Only a doctor can accurately diagnose jaundice in newborns and find out its cause. The diagnosis can only be made based on test results.

Total bilirubin is reduced: reasons

If total bilirubin is low, this may mean the patient has:

  • anemia (decrease in red blood cells and hemoglobin), except hemolytic;
  • acute leukemia (blood tumor);
  • tuberculosis infection;
  • chronic renal failure.

Violations of the rules for donating and storing blood cause a decrease in indicators:

  • drinking alcohol, coffee before analysis;
  • taking medications (sedatives, antibiotics, hormones, anticonvulsants, painkillers);
  • The serum was exposed to light before measurement.

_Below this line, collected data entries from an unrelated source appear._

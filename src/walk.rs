//! Content tree walking.
//!
//! A thin visitor layer over [walkdir]: every non-directory file reachable
//! from the root is handed to the callback, depth-first. Sibling order is
//! whatever the platform's directory listing yields — callers filter by
//! filename, never by position.
//!
//! Two contract points matter to the rest of the pipeline:
//!
//! - A missing root is a successful no-op, not an error. Content categories
//!   are optional (a site with no notes directory is fine).
//! - The visitor owns all mutation, including rewriting or deleting the very
//!   file it was handed. The article stage relies on this to replace each
//!   `ReadMe.md` with a `ReadMe.html` mid-walk.

use std::path::Path;
use walkdir::WalkDir;

/// Visit every file under `root`, depth-first.
///
/// Returns `Ok(())` without calling the visitor when `root` does not exist.
/// Any other traversal failure (permission denied, unreadable directory)
/// converts into the visitor's error type and aborts the walk.
pub fn walk<F, E>(root: &Path, mut visit: F) -> Result<(), E>
where
    F: FnMut(&Path) -> Result<(), E>,
    E: From<walkdir::Error>,
{
    if !root.exists() {
        return Ok(());
    }

    for entry in WalkDir::new(root) {
        let entry = entry?;
        if entry.file_type().is_file() {
            visit(entry.path())?;
        }
    }
    Ok(())
}

#[cfg(test)]
mod tests {
    use super::*;
    use std::fs;
    use std::path::PathBuf;
    use tempfile::TempDir;

    #[derive(Debug)]
    struct TestError;

    impl From<walkdir::Error> for TestError {
        fn from(_: walkdir::Error) -> Self {
            TestError
        }
    }

    fn visited(root: &Path) -> Vec<PathBuf> {
        let mut seen = Vec::new();
        walk::<_, TestError>(root, |p| {
            seen.push(p.to_path_buf());
            Ok(())
        })
        .unwrap();
        seen
    }

    #[test]
    fn missing_root_is_a_noop() {
        let tmp = TempDir::new().unwrap();
        let seen = visited(&tmp.path().join("does-not-exist"));
        assert!(seen.is_empty());
    }

    #[test]
    fn visits_nested_files_but_not_directories() {
        let tmp = TempDir::new().unwrap();
        fs::create_dir_all(tmp.path().join("a/b")).unwrap();
        fs::write(tmp.path().join("top.txt"), "x").unwrap();
        fs::write(tmp.path().join("a/mid.txt"), "x").unwrap();
        fs::write(tmp.path().join("a/b/deep.txt"), "x").unwrap();

        let seen = visited(tmp.path());
        assert_eq!(seen.len(), 3);
        assert!(seen.iter().all(|p| p.is_file()));
    }

    #[test]
    fn visitor_may_delete_the_visited_file() {
        let tmp = TempDir::new().unwrap();
        fs::write(tmp.path().join("one.txt"), "x").unwrap();
        fs::write(tmp.path().join("two.txt"), "x").unwrap();

        let mut count = 0;
        walk::<_, TestError>(tmp.path(), |p| {
            fs::remove_file(p).unwrap();
            count += 1;
            Ok(())
        })
        .unwrap();

        assert_eq!(count, 2);
        assert_eq!(fs::read_dir(tmp.path()).unwrap().count(), 0);
    }

    #[test]
    fn visitor_error_aborts_the_walk() {
        let tmp = TempDir::new().unwrap();
        fs::write(tmp.path().join("one.txt"), "x").unwrap();
        fs::write(tmp.path().join("two.txt"), "x").unwrap();

        let mut count = 0;
        let result = walk::<_, TestError>(tmp.path(), |_| {
            count += 1;
            Err(TestError)
        });

        assert!(result.is_err());
        assert_eq!(count, 1);
    }
}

If total bilirubin is low, but there is yellowing of the skin, then the test must be repeated, and the diagnosis must be repeated again if the activity of liver enzymes increases.

Why does total bilirubin increase in an adult?

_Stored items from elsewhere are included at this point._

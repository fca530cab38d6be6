//!
//! utils: Graphviz rendering and path formatting for log output
//!
use super::flow::{Flow, RealizedEdge};
use super::residue::FlowNetwork;
use super::Vertex;
use itertools::Itertools;
use petgraph::dot::Dot;
use petgraph::graph::{DiGraph, Graph, NodeIndex};
use petgraph::EdgeType;
use std::fmt::Display;

///
/// Render a residue path as `s -> v1 -> ... -> t`.
///
pub(crate) fn format_path(
    network: &FlowNetwork,
    source: Vertex,
    path: &[(Vertex, usize)],
) -> String {
    std::iter::once(source)
        .chain(path.iter().map(|&(v, slot)| network.edge(v, slot).to))
        .join(" -> ")
}

/// Current flow of a network as a petgraph DiGraph, node weights are vertex ids
pub fn to_graph(network: &FlowNetwork) -> DiGraph<Vertex, RealizedEdge> {
    let mut graph = DiGraph::with_capacity(network.vertex_count(), network.edge_count());
    for v in 0..network.vertex_count() {
        graph.add_node(v);
    }
    for re in network.realized_edges() {
        graph.add_edge(NodeIndex::new(re.from), NodeIndex::new(re.to), re);
    }
    graph
}

///
/// DOT source of a graph with Display weights
///
pub fn dot<N, E, Ty>(graph: &Graph<N, E, Ty>) -> String
where
    N: Display,
    E: Display,
    Ty: EdgeType,
{
    format!("{}", Dot::with_config(graph, &[]))
}

/// Log the DOT source of a graph at trace level
pub fn draw<N, E, Ty>(graph: &Graph<N, E, Ty>)
where
    N: Display,
    E: Display,
    Ty: EdgeType,
{
    log::trace!("{}", dot(graph));
}

/// Log the current flow of a network as DOT at trace level
pub fn draw_network(network: &FlowNetwork) {
    if log::log_enabled!(log::Level::Trace) {
        draw(&to_graph(network));
    }
}

///
/// Log a petgraph graph with a flow on it, each edge labelled `weight f=flow`
///
pub fn draw_with_flow<N, E: Display>(graph: &DiGraph<N, E>, flow: &Flow) {
    if log::log_enabled!(log::Level::Trace) {
        let labelled = graph.map(
            |v, _| v.index(),
            |e, ew| match flow.get(e) {
                Some(f) => format!("{} f={}", ew, f),
                None => format!("{} f=?", ew),
            },
        );
        draw(&labelled);
    }
}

If total bilirubin is elevated in an adult, this may indicate several types of problems, for example:

  • Abnormal breakdown of red blood cells (eg, reaction to blood transfusion (intravascular administration of whole blood or its components from a healthy person to a sick person));
  • Scarring of the liver (occurs when there is an overgrowth and restructuring of the connective tissue structure in the large digestive gland, in diseases such as cirrhosis and liver fibrosis);
  • Inflammatory processes (cause hepatitis A, B, C);
  • Penetration of pathogenic (disease-causing) microorganisms into the body;
  • Dysfunction of the common bile duct;
  • Gallstones, or calculi;
  • Malignant neoplasms (cancer, tumors) arising from the epithelium of glandular tissue or pancreatic ducts

Reasons for low value

A substance in the blood that does not reach the average level can be caused by:

  • Medications and supplements that reduce overall levels (vitamin C, phenobarbital and theophylline).